* **Exercise**: Narrow the data below down to the lines containing "PinInfo".

Extracted data START

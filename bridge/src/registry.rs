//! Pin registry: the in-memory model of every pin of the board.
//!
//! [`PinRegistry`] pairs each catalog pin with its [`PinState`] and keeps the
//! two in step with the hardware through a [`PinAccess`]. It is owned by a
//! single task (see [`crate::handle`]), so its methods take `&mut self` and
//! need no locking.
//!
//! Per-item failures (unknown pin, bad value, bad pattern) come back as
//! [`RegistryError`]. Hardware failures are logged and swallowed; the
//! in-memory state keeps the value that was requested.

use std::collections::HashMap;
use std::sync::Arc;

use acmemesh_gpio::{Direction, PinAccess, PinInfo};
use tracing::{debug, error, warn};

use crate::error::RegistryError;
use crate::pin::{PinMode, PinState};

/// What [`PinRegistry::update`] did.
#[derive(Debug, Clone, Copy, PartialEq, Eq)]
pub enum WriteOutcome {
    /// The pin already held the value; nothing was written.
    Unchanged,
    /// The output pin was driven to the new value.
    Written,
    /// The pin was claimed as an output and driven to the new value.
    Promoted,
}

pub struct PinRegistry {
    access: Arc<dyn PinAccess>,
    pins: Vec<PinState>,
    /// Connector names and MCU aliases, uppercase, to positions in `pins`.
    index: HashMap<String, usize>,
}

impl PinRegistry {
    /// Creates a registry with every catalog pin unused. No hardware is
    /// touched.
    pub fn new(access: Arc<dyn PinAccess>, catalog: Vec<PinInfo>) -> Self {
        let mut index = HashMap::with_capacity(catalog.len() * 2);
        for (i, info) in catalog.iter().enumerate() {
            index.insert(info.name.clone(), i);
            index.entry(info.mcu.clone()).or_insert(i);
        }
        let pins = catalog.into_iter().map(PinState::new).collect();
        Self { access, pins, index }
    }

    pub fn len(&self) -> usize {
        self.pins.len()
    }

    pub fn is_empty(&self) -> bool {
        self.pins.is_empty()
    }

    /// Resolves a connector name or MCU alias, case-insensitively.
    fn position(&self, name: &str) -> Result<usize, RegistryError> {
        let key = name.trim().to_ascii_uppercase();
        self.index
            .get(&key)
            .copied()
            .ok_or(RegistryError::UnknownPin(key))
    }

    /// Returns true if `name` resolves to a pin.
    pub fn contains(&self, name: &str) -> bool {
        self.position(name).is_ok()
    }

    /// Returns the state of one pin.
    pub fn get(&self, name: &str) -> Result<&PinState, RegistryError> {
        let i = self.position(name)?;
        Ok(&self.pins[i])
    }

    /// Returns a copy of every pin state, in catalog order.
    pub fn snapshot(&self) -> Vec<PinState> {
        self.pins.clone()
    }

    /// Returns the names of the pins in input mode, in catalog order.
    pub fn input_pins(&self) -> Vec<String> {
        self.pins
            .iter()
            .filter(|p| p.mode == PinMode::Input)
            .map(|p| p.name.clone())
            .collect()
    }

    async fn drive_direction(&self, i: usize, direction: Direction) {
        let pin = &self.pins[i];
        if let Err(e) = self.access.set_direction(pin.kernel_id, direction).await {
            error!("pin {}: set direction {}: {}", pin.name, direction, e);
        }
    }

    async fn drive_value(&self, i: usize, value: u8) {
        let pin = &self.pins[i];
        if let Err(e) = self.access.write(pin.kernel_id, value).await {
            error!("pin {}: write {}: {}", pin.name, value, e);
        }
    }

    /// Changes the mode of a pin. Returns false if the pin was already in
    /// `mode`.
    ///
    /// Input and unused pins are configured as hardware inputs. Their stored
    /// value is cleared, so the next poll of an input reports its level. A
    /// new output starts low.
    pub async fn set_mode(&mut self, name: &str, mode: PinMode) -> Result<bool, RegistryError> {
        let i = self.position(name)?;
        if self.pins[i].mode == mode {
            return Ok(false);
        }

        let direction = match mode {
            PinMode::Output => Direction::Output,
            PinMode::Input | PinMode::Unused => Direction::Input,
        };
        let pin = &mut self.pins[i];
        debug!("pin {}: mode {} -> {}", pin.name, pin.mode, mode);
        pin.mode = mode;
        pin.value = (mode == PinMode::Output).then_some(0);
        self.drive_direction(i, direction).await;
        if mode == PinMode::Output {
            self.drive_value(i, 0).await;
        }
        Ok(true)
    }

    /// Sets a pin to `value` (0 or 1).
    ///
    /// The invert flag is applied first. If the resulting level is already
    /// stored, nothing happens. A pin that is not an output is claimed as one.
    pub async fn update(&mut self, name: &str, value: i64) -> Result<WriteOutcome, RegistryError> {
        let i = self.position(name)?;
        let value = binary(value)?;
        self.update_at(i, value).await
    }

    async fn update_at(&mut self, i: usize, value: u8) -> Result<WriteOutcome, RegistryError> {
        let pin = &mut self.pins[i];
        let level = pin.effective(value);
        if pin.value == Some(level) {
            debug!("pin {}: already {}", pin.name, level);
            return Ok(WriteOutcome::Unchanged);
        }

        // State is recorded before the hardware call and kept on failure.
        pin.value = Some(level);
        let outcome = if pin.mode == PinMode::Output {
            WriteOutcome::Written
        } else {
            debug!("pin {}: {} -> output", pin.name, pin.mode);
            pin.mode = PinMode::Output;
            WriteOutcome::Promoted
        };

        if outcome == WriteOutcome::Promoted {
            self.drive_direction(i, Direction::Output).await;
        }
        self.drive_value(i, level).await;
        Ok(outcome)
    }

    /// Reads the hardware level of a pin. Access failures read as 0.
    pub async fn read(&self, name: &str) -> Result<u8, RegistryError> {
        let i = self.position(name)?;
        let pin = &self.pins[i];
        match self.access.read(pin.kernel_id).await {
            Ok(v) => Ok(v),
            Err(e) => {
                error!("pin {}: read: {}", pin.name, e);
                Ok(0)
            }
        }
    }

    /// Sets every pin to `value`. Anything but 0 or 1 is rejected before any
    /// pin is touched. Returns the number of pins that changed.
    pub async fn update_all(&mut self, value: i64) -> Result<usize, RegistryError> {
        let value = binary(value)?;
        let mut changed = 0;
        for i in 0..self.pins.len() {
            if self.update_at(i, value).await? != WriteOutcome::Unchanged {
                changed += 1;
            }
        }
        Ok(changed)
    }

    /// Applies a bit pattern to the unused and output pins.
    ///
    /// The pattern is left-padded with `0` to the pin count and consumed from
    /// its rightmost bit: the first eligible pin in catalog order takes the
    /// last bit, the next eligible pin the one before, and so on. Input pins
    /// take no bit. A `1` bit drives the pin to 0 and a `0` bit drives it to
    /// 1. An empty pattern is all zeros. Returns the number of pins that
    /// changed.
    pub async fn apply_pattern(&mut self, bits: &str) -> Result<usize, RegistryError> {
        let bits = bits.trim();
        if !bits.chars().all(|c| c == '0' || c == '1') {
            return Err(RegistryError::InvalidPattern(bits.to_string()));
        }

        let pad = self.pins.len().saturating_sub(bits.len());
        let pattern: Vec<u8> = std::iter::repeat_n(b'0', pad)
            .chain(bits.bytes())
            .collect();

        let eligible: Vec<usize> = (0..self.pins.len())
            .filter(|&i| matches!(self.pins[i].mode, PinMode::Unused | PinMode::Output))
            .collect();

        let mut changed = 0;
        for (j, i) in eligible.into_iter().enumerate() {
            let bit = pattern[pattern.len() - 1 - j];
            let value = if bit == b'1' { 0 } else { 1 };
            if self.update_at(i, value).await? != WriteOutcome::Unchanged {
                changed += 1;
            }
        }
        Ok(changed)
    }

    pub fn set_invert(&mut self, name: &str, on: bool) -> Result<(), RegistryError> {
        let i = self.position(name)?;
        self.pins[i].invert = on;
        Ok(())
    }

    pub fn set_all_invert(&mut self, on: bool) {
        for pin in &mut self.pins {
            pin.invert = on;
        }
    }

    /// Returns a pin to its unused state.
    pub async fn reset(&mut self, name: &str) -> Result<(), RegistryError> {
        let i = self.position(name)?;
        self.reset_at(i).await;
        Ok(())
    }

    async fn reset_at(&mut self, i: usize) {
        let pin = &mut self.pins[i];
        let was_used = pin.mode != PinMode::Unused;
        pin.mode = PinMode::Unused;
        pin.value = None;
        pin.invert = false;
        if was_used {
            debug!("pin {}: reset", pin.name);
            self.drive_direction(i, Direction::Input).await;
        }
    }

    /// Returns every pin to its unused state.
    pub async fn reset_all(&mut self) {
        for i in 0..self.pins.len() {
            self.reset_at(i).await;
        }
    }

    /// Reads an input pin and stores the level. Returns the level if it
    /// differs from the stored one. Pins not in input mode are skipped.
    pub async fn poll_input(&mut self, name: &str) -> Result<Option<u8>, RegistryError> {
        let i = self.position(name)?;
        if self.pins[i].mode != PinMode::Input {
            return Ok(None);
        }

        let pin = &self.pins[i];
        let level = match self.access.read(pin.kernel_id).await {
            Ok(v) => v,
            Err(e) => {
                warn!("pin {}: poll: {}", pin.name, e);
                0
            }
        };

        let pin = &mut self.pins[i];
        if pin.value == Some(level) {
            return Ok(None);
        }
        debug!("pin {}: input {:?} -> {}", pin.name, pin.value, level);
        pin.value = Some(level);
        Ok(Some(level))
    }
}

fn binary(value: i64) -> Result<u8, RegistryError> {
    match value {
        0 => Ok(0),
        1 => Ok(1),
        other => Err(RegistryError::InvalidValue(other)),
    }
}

Extracted data END

* **Written reply**:
use acmemesh_gpio::{Direction, PinAccess, PinInfo};
    pub fn new(access: Arc<dyn PinAccess>, catalog: Vec<PinInfo>) -> Self {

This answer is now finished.